*Exercise instructions:* Scan the material below for every line with the string "bound", and copy those lines.
*** Begin section ***
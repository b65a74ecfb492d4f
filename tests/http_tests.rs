/// End-to-end tests over HTTP.
///
/// A replay server is bound to an ephemeral port and fed a fixture file;
/// the real HTTP data source and dashboard talk to it.
use std::path::PathBuf;
use std::sync::Arc;
use std::thread;
use std::time::Duration;

use tempfile::NamedTempFile;
use thermoview::config::schema::{RefreshConfig, RenderConfig};
use thermoview::dashboard::{Dashboard, Outcome};
use thermoview::data::{
    DataSource, DetailMatrices, DetailRecord, DetailStats, FetchError, HttpDataSource,
    SummaryPoint,
};
use thermoview::render::{JsonSink, TerminalSink, TextTarget};
use thermoview::web::{self, Fixture};

fn fixture(count: usize) -> Fixture {
    let summary = (0..count)
        .map(|i| SummaryPoint {
            timestamp: format!("2024-03-05T08:{i:02}:00"),
            max_temp: 40.0 + i as f64,
            min_temp: 18.5,
        })
        .collect();
    let details = (0..count)
        .map(|i| DetailRecord {
            filename: format!("thermal_data_20240305_08{i:02}00.h5"),
            stats: DetailStats {
                min: 18.5,
                max: 40.0 + i as f64,
                avg: 25.1,
                hot_spot_coords: Some([2, 1]),
                cold_spot_coords: Some([0, 0]),
            },
            matrices: DetailMatrices {
                temperature: vec![vec![18.5, 20.0], vec![22.0, 24.0], vec![30.0, 40.0 + i as f64]],
                gradient_magnitude: vec![vec![1.5, 2.0], vec![2.0, 3.0], vec![8.0, 10.0]],
                hot_roi: vec![vec![0.0, 0.0], vec![0.0, 0.0], vec![0.0, 1.0]],
            },
        })
        .collect();
    Fixture { summary, details }
}

fn write_fixture(file: &NamedTempFile, fixture: &Fixture) {
    let json = serde_json::to_string(fixture).unwrap();
    std::fs::write(file.path(), json).unwrap();
}

/// Start a replay server on an ephemeral port; returns its base URL.
fn spawn_server(path: PathBuf) -> String {
    let server = web::bind("127.0.0.1:0").unwrap();
    let addr = web::local_addr(&server).unwrap();
    thread::spawn(move || web::serve_on(server, &path));
    format!("http://{addr}")
}

fn source(base_url: &str) -> Arc<HttpDataSource> {
    Arc::new(HttpDataSource::new(base_url, Duration::from_secs(5)))
}

#[test]
fn fetches_summary_and_detail() {
    let file = NamedTempFile::new().unwrap();
    write_fixture(&file, &fixture(3));
    let url = spawn_server(file.path().to_path_buf());
    let source = source(&url);

    let summary = source.fetch_summary().unwrap();
    assert_eq!(summary.len(), 3);
    assert_eq!(summary[2].timestamp, "2024-03-05T08:02:00");
    assert_eq!(summary[2].max_temp, 42.0);

    let detail = source.fetch_detail(1).unwrap();
    assert_eq!(detail.filename, "thermal_data_20240305_080100.h5");
    assert_eq!(detail.stats.hot_spot_coords, Some([2, 1]));
    assert_eq!(detail.matrices.temperature.len(), 3);
}

#[test]
fn missing_detail_is_not_found() {
    let file = NamedTempFile::new().unwrap();
    write_fixture(&file, &fixture(2));
    let url = spawn_server(file.path().to_path_buf());

    let err = source(&url).fetch_detail(5).unwrap_err();
    assert_eq!(err, FetchError::NotFound { index: 5 });
}

#[test]
fn non_get_is_rejected() {
    let file = NamedTempFile::new().unwrap();
    write_fixture(&file, &fixture(1));
    let url = spawn_server(file.path().to_path_buf());

    match ureq::post(&format!("{url}/api/data/summary")).call() {
        Err(ureq::Error::Status(code, _)) => assert_eq!(code, 405),
        other => panic!("expected 405, got {other:?}"),
    }
    match ureq::get(&format!("{url}/api/data/other")).call() {
        Err(ureq::Error::Status(code, _)) => assert_eq!(code, 404),
        other => panic!("expected 404, got {other:?}"),
    }
}

#[test]
fn summary_reflects_fixture_changes() {
    let file = NamedTempFile::new().unwrap();
    write_fixture(&file, &fixture(2));
    let url = spawn_server(file.path().to_path_buf());
    let source = source(&url);
    assert_eq!(source.fetch_summary().unwrap().len(), 2);

    write_fixture(&file, &fixture(5));
    assert_eq!(source.fetch_summary().unwrap().len(), 5);
}

#[test]
fn dashboard_runs_against_replay_server() {
    let file = NamedTempFile::new().unwrap();
    write_fixture(&file, &fixture(4));
    let url = spawn_server(file.path().to_path_buf());

    let sink = TerminalSink::new(Vec::new(), &RenderConfig::default(), false, false);
    let mut dash = Dashboard::new(
        source(&url),
        sink,
        RenderConfig::default(),
        &RefreshConfig::default(),
    );
    dash.start();
    assert_eq!(dash.shown_index(), Some(0));
    assert!(dash.on_next());
    assert_eq!(dash.shown_index(), Some(1));

    assert_eq!(dash.sink().text(TextTarget::Counter), Some("2 / 4"));
    assert_eq!(dash.sink().text(TextTarget::StatMax), Some("41.00"));
    assert_eq!(dash.sink().text(TextTarget::StatAvg), Some("25.10"));

    // Datasets shrink under the dashboard; the selection follows.
    write_fixture(&file, &fixture(1));
    let outcome = dash.refresh_summary();
    assert_eq!(outcome.outcome, Outcome::Applied);
    assert!(outcome.clamped);
    assert_eq!(dash.navigator().index(), 0);
    assert_eq!(dash.sink().text(TextTarget::Counter), Some("1 / 1"));

    let screen = String::from_utf8(dash.into_sink().into_inner()).unwrap();
    assert!(screen.contains("thermal_data_20240305_080100.h5"));
}

#[test]
fn json_sink_emits_one_line_per_update() {
    let file = NamedTempFile::new().unwrap();
    write_fixture(&file, &fixture(2));
    let url = spawn_server(file.path().to_path_buf());

    let mut dash = Dashboard::new(
        source(&url),
        JsonSink::new(Vec::new()),
        RenderConfig::default(),
        &RefreshConfig::default(),
    );
    dash.start();

    let out = String::from_utf8(dash.into_sink().into_inner()).unwrap();
    let lines: Vec<serde_json::Value> = out
        .lines()
        .map(|l| serde_json::from_str(l).unwrap())
        .collect();
    assert!(lines.iter().any(|l| l["kind"] == "plot" && l["element"] == "heatmap-chart"));
    assert!(lines.iter().any(|l| l["kind"] == "controls" && l["label"] == "1 / 2"));
    assert!(lines.iter().any(|l| l["kind"] == "text" && l["text"] == "thermal_data_20240305_080000.h5"));
}

#[test]
fn unreachable_backend_leaves_dashboard_empty() {
    let mut dash = Dashboard::new(
        source("http://127.0.0.1:9"),
        JsonSink::new(Vec::new()),
        RenderConfig::default(),
        &RefreshConfig::default(),
    );
    dash.start();
    assert_eq!(dash.navigator().total(), 0);
    assert_eq!(dash.shown_index(), None);
}
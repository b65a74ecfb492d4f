/// HTTP data source for the thermal dashboard backend.
///
/// Uses the synchronous `ureq` client against two read-only endpoints:
///
/// - `GET /api/data/summary`
/// - `GET /api/data/detail/{index}`
///
/// A 404 from the detail endpoint maps to [`FetchError::NotFound`]; every
/// other failure (transport, status, body) maps to [`FetchError::Failure`].
use std::time::Duration;

use serde::de::DeserializeOwned;

use super::{DataSource, DetailRecord, FetchError, SummaryPoint};
use crate::config::schema::SourceConfig;

/// Synchronous HTTP client for the dashboard API.
#[derive(Debug, Clone)]
pub struct HttpDataSource {
    base_url: String,
    timeout: Duration,
}

impl HttpDataSource {
    /// Build a source from the resolved config.
    pub fn from_config(config: &SourceConfig) -> Self {
        Self::new(&config.base_url, Duration::from_millis(config.timeout_ms))
    }

    pub fn new(base_url: &str, timeout: Duration) -> Self {
        Self {
            base_url: base_url.trim_end_matches('/').to_string(),
            timeout,
        }
    }

    /// Base URL without a trailing slash.
    pub fn base_url(&self) -> &str {
        &self.base_url
    }

    fn summary_url(&self) -> String {
        format!("{}/api/data/summary", self.base_url)
    }

    fn detail_url(&self, index: usize) -> String {
        format!("{}/api/data/detail/{index}", self.base_url)
    }

    /// GET a URL and decode its JSON body.
    ///
    /// `index` is the dataset the request is about, if any; it turns a 404
    /// into `NotFound` instead of a generic failure.
    fn get_json<T: DeserializeOwned>(&self, url: &str, index: Option<usize>) -> Result<T, FetchError> {
        let failure = |reason: String| FetchError::Failure {
            url: url.to_string(),
            reason,
        };

        let resp = match ureq::get(url).timeout(self.timeout).call() {
            Ok(resp) => resp,
            Err(ureq::Error::Status(code, _)) => {
                return Err(match (code, index) {
                    (404, Some(index)) => FetchError::NotFound { index },
                    _ => failure(format!("HTTP status {code}")),
                });
            }
            Err(ureq::Error::Transport(t)) => return Err(failure(t.to_string())),
        };

        resp.into_json::<T>()
            .map_err(|e| failure(format!("invalid JSON body: {e}")))
    }
}

impl DataSource for HttpDataSource {
    fn fetch_summary(&self) -> Result<Vec<SummaryPoint>, FetchError> {
        self.get_json(&self.summary_url(), None)
    }

    fn fetch_detail(&self, index: usize) -> Result<DetailRecord, FetchError> {
        self.get_json(&self.detail_url(index), Some(index))
    }
}

// ---------------------------------------------------------------------------
// Tests
// ---------------------------------------------------------------------------

#[cfg(test)]
mod tests {
    use super::*;

    #[test]
    fn source_from_default_config() {
        let config = SourceConfig::default();
        let source = HttpDataSource::from_config(&config);
        assert_eq!(source.base_url(), "http://127.0.0.1:5000");
        assert_eq!(source.timeout, Duration::from_millis(10_000));
    }

    #[test]
    fn source_strips_trailing_slash() {
        let source = HttpDataSource::new("http://host:5000/", Duration::from_secs(1));
        assert_eq!(source.summary_url(), "http://host:5000/api/data/summary");
        assert_eq!(source.detail_url(3), "http://host:5000/api/data/detail/3");
    }

    #[test]
    fn unreachable_backend_is_a_failure() {
        // Port 9 (discard) is almost never bound on test machines.
        let source = HttpDataSource::new("http://127.0.0.1:9", Duration::from_millis(200));
        let err = source.fetch_summary().unwrap_err();
        assert!(matches!(err, FetchError::Failure { .. }));
    }
}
*** End section ***
*Answer space:*
/// A replay server is bound to an ephemeral port and fed a fixture file;
        // Port 9 (discard) is almost never bound on test machines.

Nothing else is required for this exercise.